The weather is pleasant and I start to walk towards the library, making sure it doesn’t run out of my line of sight. Suddenly, I have melted into the crowd. Next to me are children in prams, kids jumping in bright yellow tracksuits, girls in shorts and dresses, women in suits tapping on their phones, moms and dads, college students—but no one is cutting or bumping into each other. It’s chaos, but it’s eerily organized.
The sky looks like a shopping magazine; the LED lights on the signboards that hang overhead the entire road are already glowing red and blue. Just hanging over my head are two signboards that start from the opposite sides of the road and meet midway, one selling Outback Steak, promising to send me back to the Texan lifestyle, the other selling Authentic Japanese Cuisine. It’s the city of signboards and bright lights.
The roads that run past the pavements are narrow, but the traffic moves swiftly, like a snake, halting at red lights, and then accelerating ferociously as it turns green. Unlike India, pedestrians have the first right on the roads, and cars stop dead on their tracks if they see people crossing the road even when the lights are green. I almost died twice.
The bigger the vehicle, the more humbly it rolls. The gigantic double-decker buses, pasted from headlight to taillight with colourful advertisements selling international fashion brands to cell phones to opera and museum tickets, are menacing, but the drivers are smiling.
In the past ten minutes, I have been scared by the buses that thunder past me, turning precisely where they should, like a mammoth with a cheetah’s precision. I couldn’t see the tops of some of the skyscrapers without toppling over; and I have fallen in love with the women with honey skin, brown hair and a purposeful sense of dressing.
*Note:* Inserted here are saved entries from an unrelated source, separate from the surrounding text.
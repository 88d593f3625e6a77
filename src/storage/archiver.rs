use std::fs::{File, OpenOptions};
use std::io::{BufReader, BufWriter, Write};
use std::path::{Path, PathBuf};

use flate2::write::GzEncoder;
use flate2::Compression;
use log::debug;

use crate::core::error::{Error, Result};
use crate::storage::compression::{decoder_for_extension, Codec};
use crate::transport::{Body, Download};

const DIR_MODE: u32 = 0o755;

/// A file already present under a feed's archive directory.
#[derive(Debug, Clone, PartialEq, Eq)]
pub struct ArchiveEntry {
    /// Name relative to the scanned directory, `/`-separated.
    pub filename: String,
    pub path: PathBuf,
}

impl ArchiveEntry {
    pub fn stem(&self) -> &str {
        stem(&self.filename)
    }
}

/// Name without its outermost extension.
pub fn stem(name: &str) -> &str {
    let base_start = name.rfind('/').map(|idx| idx + 1).unwrap_or(0);
    match name[base_start..].rfind('.') {
        Some(0) | None => name,
        Some(idx) => &name[..base_start + idx],
    }
}

/// Outermost extension including the dot, or `""`.
pub fn extension(name: &str) -> &str {
    &name[stem(name).len()..]
}

/// Writes fetched content into the archive tree and post-processes it.
///
/// Writes are idempotent at the filesystem level: the target is replaced via
/// a temporary sibling and a rename. Deciding whether a file should be fetched
/// at all is the caller's job.
#[derive(Debug, Clone, Default)]
pub struct Archiver {
    scratch_root: Option<PathBuf>,
}

impl Archiver {
    pub fn new() -> Self {
        Self::default()
    }

    /// Directory under which repack scratch directories are created
    /// (the system temp dir when unset).
    pub fn with_scratch_root(mut self, root: impl Into<PathBuf>) -> Self {
        self.scratch_root = Some(root.into());
        self
    }

    pub fn scratch_root(&self) -> PathBuf {
        self.scratch_root
            .clone()
            .unwrap_or_else(std::env::temp_dir)
    }

    pub fn ensure_dir(&self, dir: &Path) -> Result<()> {
        let mut builder = std::fs::DirBuilder::new();
        builder.recursive(true);
        #[cfg(unix)]
        {
            use std::os::unix::fs::DirBuilderExt;
            builder.mode(DIR_MODE);
        }
        builder
            .create(dir)
            .map_err(|err| Error::archive("create_dir", dir, err))
    }

    pub async fn store(&self, download: Download, dir: &Path, filename: &str) -> Result<PathBuf> {
        self.ensure_dir(dir)?;
        let dest = dir.join(filename);
        let tmp = tmp_path_for(&dest)?;
        let _ = std::fs::remove_file(&tmp);

        let written = write_body(download.body, &tmp).await;
        match written {
            Ok(bytes) => {
                publish(&tmp, &dest)?;
                debug!("archived {} ({} bytes)", dest.display(), bytes);
                Ok(dest)
            }
            Err(err) => {
                let _ = std::fs::remove_file(&tmp);
                Err(err)
            }
        }
    }

    pub fn store_bytes(&self, bytes: &[u8], dir: &Path, filename: &str) -> Result<PathBuf> {
        self.ensure_dir(dir)?;
        let dest = dir.join(filename);
        let tmp = tmp_path_for(&dest)?;
        let mut file = create(&tmp)?;
        file.write_all(bytes)
            .and_then(|_| file.sync_all())
            .map_err(|err| Error::archive("write", &tmp, err))?;
        publish(&tmp, &dest)?;
        Ok(dest)
    }

    /// Stores `text` gzip-compressed under `filename`.
    pub fn store_gzip_text(&self, text: &str, dir: &Path, filename: &str) -> Result<PathBuf> {
        self.ensure_dir(dir)?;
        let dest = dir.join(filename);
        let tmp = tmp_path_for(&dest)?;
        let file = create(&tmp)?;
        let mut encoder = GzEncoder::new(file, Compression::default());
        encoder
            .write_all(text.as_bytes())
            .and_then(|_| encoder.finish())
            .and_then(|file| file.sync_all())
            .map_err(|err| Error::archive("write_gzip", &tmp, err))?;
        publish(&tmp, &dest)?;
        Ok(dest)
    }

    /// Re-encodes `path` with `codec` and removes the original.
    ///
    /// With `strip_extension` the source is first decompressed according to
    /// its extension (`x.gz` becomes `x.xz`, `d.tbz2` becomes `d.tar.xz`);
    /// otherwise the file is compressed as-is (`x.csv` becomes `x.csv.xz`).
    pub fn recompress(&self, path: &Path, codec: Codec, strip_extension: bool) -> Result<PathBuf> {
        if codec.is_none() {
            return Ok(path.to_path_buf());
        }
        let name = file_name(path)?;
        let (decoder, new_name) = if strip_extension {
            let ext = extension(&name);
            let (decoder, suffix) = decoder_for_extension(ext).ok_or_else(|| {
                Error::config(format!("no decompressor for extension '{ext}' of {name}"))
            })?;
            (
                decoder,
                format!("{}{}{}", stem(&name), suffix, codec.extension()),
            )
        } else {
            (Codec::None, format!("{name}{}", codec.extension()))
        };

        let dest = path.with_file_name(&new_name);
        let tmp = tmp_path_for(&dest)?;
        let _ = std::fs::remove_file(&tmp);

        let result = transcode(path, &tmp, decoder, codec);
        if let Err(err) = result {
            let _ = std::fs::remove_file(&tmp);
            return Err(err);
        }
        publish(&tmp, &dest)?;
        if dest != path {
            std::fs::remove_file(path).map_err(|err| Error::archive("remove_source", path, err))?;
        }
        debug!("recompressed {} -> {}", path.display(), dest.display());
        Ok(dest)
    }
}

/// Files directly inside `dir`; a missing directory yields nothing.
pub fn scan_dir(dir: &Path) -> Result<Vec<ArchiveEntry>> {
    let mut entries = Vec::new();
    if !dir.exists() {
        return Ok(entries);
    }
    let listing = std::fs::read_dir(dir).map_err(|err| Error::archive("scan", dir, err))?;
    for entry in listing {
        let entry = entry.map_err(|err| Error::archive("scan", dir, err))?;
        let path = entry.path();
        if !path.is_file() {
            continue;
        }
        let Some(filename) = path.file_name().and_then(|name| name.to_str()) else {
            continue;
        };
        if filename.ends_with(".tmp") {
            continue;
        }
        entries.push(ArchiveEntry {
            filename: filename.to_string(),
            path: path.clone(),
        });
    }
    entries.sort_by(|a, b| a.filename.cmp(&b.filename));
    Ok(entries)
}

/// Every file below `root`, named relative to it.
pub fn scan_tree(root: &Path) -> Result<Vec<ArchiveEntry>> {
    let mut entries = Vec::new();
    if !root.exists() {
        return Ok(entries);
    }
    for entry in walkdir::WalkDir::new(root).sort_by_file_name() {
        let entry = entry.map_err(|err| {
            let path = err.path().unwrap_or(root).to_path_buf();
            Error::archive("scan_tree", &path, err.into())
        })?;
        if !entry.file_type().is_file() {
            continue;
        }
        let Ok(relative) = entry.path().strip_prefix(root) else {
            continue;
        };
        let filename = relative
            .iter()
            .map(|part| part.to_string_lossy())
            .collect::<Vec<_>>()
            .join("/");
        if filename.ends_with(".tmp") {
            continue;
        }
        entries.push(ArchiveEntry {
            filename,
            path: entry.path().to_path_buf(),
        });
    }
    Ok(entries)
}

async fn write_body(body: Body, tmp: &Path) -> Result<u64> {
    let file = create(tmp)?;
    let mut writer = BufWriter::new(file);
    let mut total = 0u64;
    match body {
        Body::Bytes(bytes) => {
            writer
                .write_all(&bytes)
                .map_err(|err| Error::archive("write", tmp, err))?;
            total = bytes.len() as u64;
        }
        Body::Stream(mut response) => {
            while let Some(chunk) = response.chunk().await? {
                writer
                    .write_all(&chunk)
                    .map_err(|err| Error::archive("write", tmp, err))?;
                total += chunk.len() as u64;
            }
        }
    }
    let file = writer
        .into_inner()
        .map_err(|err| Error::archive("flush", tmp, err.into_error()))?;
    file.sync_all()
        .map_err(|err| Error::archive("sync", tmp, err))?;
    Ok(total)
}

fn transcode(src: &Path, dest: &Path, decoder: Codec, encoder: Codec) -> Result<()> {
    let input = File::open(src).map_err(|err| Error::archive("open", src, err))?;
    let mut reader = decoder
        .decoder(BufReader::new(input))
        .map_err(|err| Error::archive("decode", src, err))?;
    let output = create(dest)?;
    let mut writer = encoder
        .encoder(BufWriter::new(output))
        .map_err(|err| Error::archive("encode", dest, err))?;
    std::io::copy(&mut reader, &mut writer).map_err(|err| Error::archive("transcode", src, err))?;
    let buffered = writer
        .finish()
        .map_err(|err| Error::archive("encode", dest, err))?;
    let file = buffered
        .into_inner()
        .map_err(|err| Error::archive("flush", dest, err.into_error()))?;
    file.sync_all()
        .map_err(|err| Error::archive("sync", dest, err))?;
    Ok(())
}

pub(crate) fn create(path: &Path) -> Result<File> {
    OpenOptions::new()
        .create(true)
        .write(true)
        .truncate(true)
        .open(path)
        .map_err(|err| Error::archive("create", path, err))
}

pub(crate) fn publish(tmp: &Path, dest: &Path) -> Result<()> {
    std::fs::rename(tmp, dest).map_err(|err| Error::archive("rename", dest, err))
}

pub(crate) fn tmp_path_for(path: &Path) -> Result<PathBuf> {
    let name = file_name(path)?;
    Ok(path.with_file_name(format!("{name}.tmp")))
}

pub(crate) fn file_name(path: &Path) -> Result<String> {
    path.file_name()
        .map(|name| name.to_string_lossy().into_owned())
        .ok_or_else(|| Error::Corrupt(format!("missing filename for {}", path.display())))
}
But I miss home.
There are four passageways that lead to HKCL and I take the one which no one’s taking, the stairs. There is a fountain in front of the library and kids are taking pictures of themselves flashing peace signs, arms around each other. The handlebar of the gate that leads me inside the library has a notification over it: This handle is disinfected six times a day.
The library has eight floors that are open to the public. Eight floors, I say to myself. It’s nothing like Dad’s library; this one has computers, is carpeted, has pillars shinier than mirrors, escalators and multiple issuing desks. I am Alice, and this is my wonderland!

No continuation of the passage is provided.